SPECT emerged as the winner in a head-to-head comparison of cost outcomes for patients evaluated for coronary artery disease (CAD) after a two-year follow-up. The cost of subsequent invasive procedures made rivals PET and coronary computed tomography angiography (CTA) more expensive.
The analysis was published March 18 in the Journal of the American College of Cardiology.
Mark A. Hlatky, MD, of Stanford University School of Medicine in Stanford, Calif., and other investigators in the SPARC (Study of Myocardial Profusion and Coronary Anatomy Imaging Roles in Coronary Artery Disease) study used SPARC registry data to evaluate economic outcomes in 1,703 participants evaluated for suspected CAD. The patients had enrolled in one of 41 study centers between 2006 and 2008 and were followed up to two years.
For their analysis, Hlatky and colleagues stratified patients by modality, with 565 under SPECT, 590 under CTA and 548 under PET. They looked at patient characteristics, outcomes and costs using the 2008 Medicare fee schedule for tests and procedures.
PET had the highest two-year costs at a mean of $6,647 followed by CTA at $4,909 and SPECT at $3,965. After adjusting for baseline clinical differences, they determined that patients in the CTA group had 15 percent higher costs and patients in the PET group had 22 percent higher costs than patients in the SPECT group.
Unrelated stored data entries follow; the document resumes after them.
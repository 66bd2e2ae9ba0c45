// ============================================================================
// House Domain - Aggregate, Projection and Use Cases
// ============================================================================
//
// This module contains ALL House-specific code:
// - Value objects (Address, Room)
// - Documents (HouseUpdate, HouseRequest, HouseListItem)
// - Errors (HouseError enum)
// - Aggregate (House with its creation invariants)
// - Projection (HousePatch, the shape patch documents are applied to)
// - Service (HouseService orchestrating the update use cases)
//
// The generic patch engine lives in `crate::patch` and knows nothing about
// houses.
//
// ============================================================================

pub mod value_objects;
pub mod commands;
pub mod errors;
pub mod aggregate;
pub mod projection;
pub mod service;

// Re-export for convenience
pub use value_objects::*;
pub use commands::*;
pub use errors::*;
pub use aggregate::*;
pub use projection::*;
pub use service::*;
Adjusted analyses on survival found no significant differences between CTA and SPECT or between PET and SPECT.
Cost-effectiveness analyses suggested that SPECT offered lower costs and better survival than PET while CTA carried higher costs and no significant difference in mortality. But the researchers added that the cost-effectiveness analysis “had a wide range of uncertainty” because differences in clinical outcomes between the groups were small.
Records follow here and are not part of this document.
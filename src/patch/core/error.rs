use serde::{Deserialize, Serialize};
use std::fmt;

use super::node::CoercionError;
use super::operation::UnknownOperationKind;
use super::path::PointerSyntaxError;
use super::value::PatchValue;

// ============================================================================
// Patch Engine Errors
// ============================================================================
//
// Every failure raised while resolving or executing an operation belongs to
// exactly one of four kinds. Callers only ever branch on the kind; the
// detailed failure is kept as the error source for logs.
//
// ============================================================================

#[derive(Debug, Clone, Copy, PartialEq, Eq, Hash, Serialize, Deserialize)]
#[serde(rename_all = "kebab-case")]
pub enum PatchErrorKind {
    /// Malformed path syntax, unknown operation kind, missing operands
    Structural,
    /// Path does not resolve against the projection
    Unresolvable,
    /// Supplied value cannot be coerced into the target's declared type
    TypeMismatch,
    /// A `test` comparison did not hold
    PreconditionFailed,
}

impl PatchErrorKind {
    pub fn as_str(&self) -> &'static str {
        match self {
            PatchErrorKind::Structural => "structural",
            PatchErrorKind::Unresolvable => "unresolvable",
            PatchErrorKind::TypeMismatch => "type-mismatch",
            PatchErrorKind::PreconditionFailed => "precondition-failed",
        }
    }
}

impl fmt::Display for PatchErrorKind {
    fn fmt(&self, f: &mut fmt::Formatter<'_>) -> fmt::Result {
        f.write_str(self.as_str())
    }
}

/// Detailed failure of a single operation
#[derive(Debug, Clone, PartialEq, thiserror::Error)]
pub enum ApplyFailure {
    #[error(transparent)]
    MalformedPath(#[from] PointerSyntaxError),

    #[error(transparent)]
    UnknownOperation(#[from] UnknownOperationKind),

    #[error("operation '{0}' requires a 'from' path")]
    MissingFrom(&'static str),

    #[error("operation '{0}' requires a value")]
    MissingValue(&'static str),

    #[error("the document root cannot be {0}")]
    RootTarget(&'static str),

    #[error("{type_label} has no member '{member}'")]
    UnknownMember {
        type_label: &'static str,
        member: String,
    },

    #[error("member '{0}' is absent and cannot be traversed or replaced")]
    AbsentComposite(String),

    #[error("cannot traverse into scalar member '{0}'")]
    NotTraversable(String),

    #[error("'{0}' is not a sequence position")]
    NotAPosition(String),

    #[error("index {index} is out of range for a sequence of length {len}")]
    IndexOutOfRange { index: usize, len: usize },

    #[error("the append position '-' does not address an existing element")]
    AppendNotAnElement,

    #[error(transparent)]
    TypeMismatch(#[from] CoercionError),

    #[error("test failed: expected {expected:?}, found {actual:?}")]
    TestFailed {
        expected: PatchValue,
        actual: PatchValue,
    },
}

impl ApplyFailure {
    pub fn kind(&self) -> PatchErrorKind {
        match self {
            ApplyFailure::MalformedPath(_)
            | ApplyFailure::UnknownOperation(_)
            | ApplyFailure::MissingFrom(_)
            | ApplyFailure::MissingValue(_) => PatchErrorKind::Structural,
            ApplyFailure::RootTarget(_)
            | ApplyFailure::UnknownMember { .. }
            | ApplyFailure::AbsentComposite(_)
            | ApplyFailure::NotTraversable(_)
            | ApplyFailure::NotAPosition(_)
            | ApplyFailure::IndexOutOfRange { .. }
            | ApplyFailure::AppendNotAnElement => PatchErrorKind::Unresolvable,
            ApplyFailure::TypeMismatch(_) => PatchErrorKind::TypeMismatch,
            ApplyFailure::TestFailed { .. } => PatchErrorKind::PreconditionFailed,
        }
    }
}

/// Error returned by the engine: which operation failed, where, and why
#[derive(Debug, Clone, PartialEq, thiserror::Error)]
#[error("{kind} error in operation #{index} ({op} {path}): {source}")]
pub struct PatchError {
    pub kind: PatchErrorKind,
    /// Zero-based position of the operation in the document
    pub index: usize,
    pub op: String,
    /// The path that triggered the failure (may be the `from` path)
    pub path: String,
    #[source]
    pub source: ApplyFailure,
}

impl PatchError {
    pub fn new(index: usize, op: &str, path: &str, source: ApplyFailure) -> Self {
        Self {
            kind: source.kind(),
            index,
            op: op.to_string(),
            path: path.to_string(),
            source,
        }
    }
}

// ============================================================================
// Unit Tests
// ============================================================================

#[cfg(test)]
mod tests {
    use super::*;

    #[test]
    fn test_failure_kinds() {
        assert_eq!(
            ApplyFailure::UnknownOperation(UnknownOperationKind("merge".into())).kind(),
            PatchErrorKind::Structural
        );
        assert_eq!(
            ApplyFailure::IndexOutOfRange { index: 3, len: 1 }.kind(),
            PatchErrorKind::Unresolvable
        );
        assert_eq!(
            ApplyFailure::TypeMismatch(CoercionError {
                expected: "number",
                found: "text"
            })
            .kind(),
            PatchErrorKind::TypeMismatch
        );
        assert_eq!(
            ApplyFailure::TestFailed {
                expected: PatchValue::Null,
                actual: PatchValue::Number(1.0),
            }
            .kind(),
            PatchErrorKind::PreconditionFailed
        );
    }

    #[test]
    fn test_patch_error_message() {
        let err = PatchError::new(
            1,
            "replace",
            "/address/street",
            ApplyFailure::AbsentComposite("address".into()),
        );

        assert_eq!(err.kind, PatchErrorKind::Unresolvable);
        assert_eq!(
            err.to_string(),
            "unresolvable error in operation #1 (replace /address/street): \
             member 'address' is absent and cannot be traversed or replaced"
        );
    }

    #[test]
    fn test_kind_serializes_kebab_case() {
        let json = serde_json::to_string(&PatchErrorKind::PreconditionFailed).unwrap();
        assert_eq!(json, r#""precondition-failed""#);
    }
}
“The significantly higher costs among patients undergoing CTA or PET were primarily due to higher rates of subsequent invasive cardiac procedures, because there was little difference in initial costs of testing,” Hlatky and colleagues wrote. “The higher costs among patients evaluated with CTA or PET do not appear to be explained by differences in baseline characteristics, because costs remained significantly higher even after multivariable adjustment.”